At this time it is unclear the extent and scope of Azad’s securities violations and outside business activites.  Azad’s CRD lists that he is also an attorney and operates the Law Offices of M.H. Azad.  Azad also lists an insurance business called Consolidated Working Group and operates a d/b/a for his securities business called Robertson Wealth Management.  Finally, Azad lists American Retirement Solutions as another securities related d/b/a outside business activity.  While at this time it is unknown the exact products and services sold away any selling of notes or other investments outside of a brokerage firm constitutes impermissible private securities transactions – a practice known in the industry as “selling away”.

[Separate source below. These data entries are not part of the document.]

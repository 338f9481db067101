//! Tests for the rate multiplier table

use tick_engine::core::{Rate, TICK_PERIOD};

#[test]
fn test_base_tick() {
    assert_eq!(TICK_PERIOD.as_millis(), 600);
    assert_eq!(Rate::default(), Rate::Default);
}

#[test]
fn test_exact_second_rounds_to_nearest_tick() {
    // 1000 ms is 1.67 ticks
    assert_eq!(Rate::ExactSecond.ticks(1), 2);
    // 3000 ms is exactly 5 ticks
    assert_eq!(Rate::ExactSecond.ticks(3), 5);
    // 10000 ms is 16.67 ticks
    assert_eq!(Rate::ExactSecond.ticks(10), 17);
}

#[test]
fn test_never_below_one_tick() {
    for rate in [
        Rate::Default,
        Rate::ApproxSecond,
        Rate::ExactSecond,
        Rate::ExactMinute,
        Rate::ExactHour,
        Rate::ExactDay,
    ] {
        assert_eq!(rate.ticks(0), 1, "{rate:?}");
    }
}

#[test]
fn test_rate_serde_names() {
    let rate: Rate = serde_json::from_str("\"exact_minute\"").unwrap();
    assert_eq!(rate, Rate::ExactMinute);
    assert_eq!(serde_json::to_string(&Rate::ApproxSecond).unwrap(), "\"approx_second\"");
}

In the industry the term selling away refers to when a financial advisor solicits investments in companies, promissory notes, or other securities that are not pre-approved by the broker’s affiliated firm.  However, even though when these incidents occur the brokerage firm claims ignorance of their advisor’s activities the firm is obligated under the FINRA rules to properly monitor and supervise its employees in order to detect and prevent brokers from offering investments in this fashion.  In order to properly supervise their brokers each firm is required to have procedures in order to monitor the activities of each advisor’s activities and interaction with the public.  Selling away misconduct often occurs where brokerage firms either fail to put in place a reasonable supervisory system or fail to actually implement that system.  Supervisory failures allow brokers to engage in unsupervised misconduct that can include all manner improper conduct including selling away.